A vulnerability in the ugw-logstop method allows authenticated users to terminate arbitrary processes on affected UGW devices.
Vulnerability
The ugw-logstop method in the Universal Gateways (UGW) web GUI is affected by insufficient validation of user-supplied input, allowing authorized attackers to terminate system processes. This vulnerability affects version V6_0_0_5 and earlier [1].
Exploitation
An attacker with user privileges can exploit this vulnerability by sending a request to the ugw-logstop method with insufficient input validation. No specific user interaction or network position is mentioned, but authentication is required [1].
Impact
Successful exploitation allows an attacker to terminate arbitrary processes on the affected UGW device. This could lead to denial of service or disruption of critical building automation functions [1].
Mitigation
This vulnerability affects version V6_0_0_5 and earlier. A fixed version is not yet disclosed in the available references. Users are advised to consult the vendor for patch information [1].

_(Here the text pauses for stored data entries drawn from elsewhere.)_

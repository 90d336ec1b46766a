//! Typed host<->controller message codec.
//!
//! Messages are data frames whose payload has been parsed into a typed
//! structure keyed by the function byte. Parsing dispatches through a
//! runtime-extensible registry so host applications can add Serial API
//! functions the core does not know about; serialization is dispatched on
//! the payload type itself.

extern crate alloc;
use alloc::collections::BTreeMap;
use alloc::vec::Vec;

pub mod payloads;

pub use payloads::{
    ApplicationCommand, ApplicationUpdate, ControllerCapabilities, ControllerVersion,
    FrequentListening, MaxBaudRate, NodeInformationFrame, NodeProtocolInfo, SendDataCallback,
    SendDataRequest, SerialApiCapabilities, SerialApiInitData, TransmitStatus, UpdateType,
};

use crate::consts::{FunctionType, MessageType};
use crate::error::MessageError;
use crate::frame::DataFrame;

/// A parsed host<->controller message.
#[derive(Debug, Clone, PartialEq, Eq)]
#[must_use]
pub struct Message {
    pub msg_type: MessageType,
    pub function: FunctionType,
    pub payload: MessagePayload,
}

impl Message {
    pub fn new(msg_type: MessageType, function: FunctionType, payload: MessagePayload) -> Self {
        Self {
            msg_type,
            function,
            payload,
        }
    }

    /// Shorthand for a host-initiated request.
    pub fn request(function: FunctionType, payload: MessagePayload) -> Self {
        Self::new(MessageType::Request, function, payload)
    }

    /// The callback token correlating an async controller callback with its
    /// initiating request. `None` when the message carries no token or the
    /// token is 0 ("no callback requested").
    pub fn callback_id(&self) -> Option<u8> {
        let id = match &self.payload {
            MessagePayload::SendDataRequest(req) => req.callback_id,
            MessagePayload::SendDataCallback(cb) => cb.callback_id,
            _ => return None,
        };
        (id != 0).then_some(id)
    }

    /// Serialize into a data frame.
    pub fn to_frame(&self) -> DataFrame {
        DataFrame::new(self.msg_type, self.function.as_u8(), self.payload.serialize())
    }
}

/// Typed payloads, one variant per (function, direction) pair the core
/// understands.
#[derive(Debug, Clone, PartialEq, Eq)]
pub enum MessagePayload {
    // Host -> controller requests.
    GetControllerVersionRequest,
    GetSerialApiInitDataRequest,
    GetControllerCapabilitiesRequest,
    GetSerialApiCapabilitiesRequest,
    GetControllerIdRequest,
    GetSucNodeIdRequest,
    SoftResetRequest,
    SetSerialApiTimeoutsRequest {
        /// RX ACK timeout in 10 ms units.
        rx_ack_timeout: u8,
        /// RX byte timeout in 10 ms units.
        rx_byte_timeout: u8,
    },
    GetNodeProtocolInfoRequest { node_id: u8 },
    RequestNodeInfoRequest { node_id: u8 },
    SendDataRequest(SendDataRequest),

    // Controller -> host responses.
    GetControllerVersionResponse(ControllerVersion),
    GetSerialApiInitDataResponse(SerialApiInitData),
    GetControllerCapabilitiesResponse(ControllerCapabilities),
    GetSerialApiCapabilitiesResponse(SerialApiCapabilities),
    GetControllerIdResponse { home_id: u32, own_node_id: u8 },
    GetSucNodeIdResponse { suc_node_id: u8 },
    SetSerialApiTimeoutsResponse {
        previous_rx_ack_timeout: u8,
        previous_rx_byte_timeout: u8,
    },
    GetNodeProtocolInfoResponse(NodeProtocolInfo),
    RequestNodeInfoResponse { accepted: bool },
    SendDataResponse { accepted: bool },

    // Controller -> host callbacks and unsolicited requests.
    SendDataCallback(SendDataCallback),
    ApplicationCommand(ApplicationCommand),
    ApplicationUpdate(ApplicationUpdate),
}

impl MessagePayload {
    /// Serialize the payload to its wire bytes.
    pub fn serialize(&self) -> Vec<u8> {
        payloads::serialize(self)
    }
}

/// Parse hook signature: raw payload bytes to a typed payload.
pub type ParseFn = fn(&[u8]) -> Result<MessagePayload, MessageError>;

/// Registered parse hooks for one function.
#[derive(Debug, Clone, Copy, Default)]
pub struct CodecEntry {
    pub parse_request: Option<ParseFn>,
    pub parse_response: Option<ParseFn>,
}

/// Runtime-extensible registry `function -> codec entry`.
#[derive(Debug, Clone)]
pub struct MessageCodec {
    table: BTreeMap<u8, CodecEntry>,
}

impl Default for MessageCodec {
    fn default() -> Self {
        Self::with_defaults()
    }
}

impl MessageCodec {
    /// An empty registry with no functions.
    pub fn empty() -> Self {
        Self {
            table: BTreeMap::new(),
        }
    }

    /// A registry pre-populated with every function the core implements.
    pub fn with_defaults() -> Self {
        let mut codec = Self::empty();
        payloads::register_defaults(&mut codec);
        codec
    }

    /// Register (or replace) the codec entry for a function.
    pub fn register(&mut self, function: FunctionType, entry: CodecEntry) {
        self.table.insert(function.as_u8(), entry);
    }

    /// Whether a function has any registered hook.
    pub fn knows(&self, function: FunctionType) -> bool {
        self.table.contains_key(&function.as_u8())
    }

    /// Parse a data frame into a typed message.
    pub fn parse(&self, frame: &DataFrame) -> Result<Message, MessageError> {
        let entry = self
            .table
            .get(&frame.function)
            .ok_or(MessageError::UnknownFunction(frame.function))?;
        let hook = match frame.msg_type {
            MessageType::Request => entry.parse_request,
            MessageType::Response => entry.parse_response,
        }
        .ok_or(MessageError::UnknownFunction(frame.function))?;

        let payload = hook(&frame.payload)?;
        Ok(Message {
            msg_type: frame.msg_type,
            function: FunctionType::from_u8(frame.function),
            payload,
        })
    }
}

AI Insight generated on Jun 3, 2026. Synthesized from this CVE's description and the cited reference URLs; citations are validated against the source bundle.
Affected products
1Patches
0No patches discovered yet.
Vulnerability mechanics
No source-code context for this CVE — mechanics is only generated when we can read the actual fix diff. Without that, the four sections (root cause, attack vector, affected code, fix) would be speculation rather than analysis.
References
1News mentions
0No linked articles in our index yet.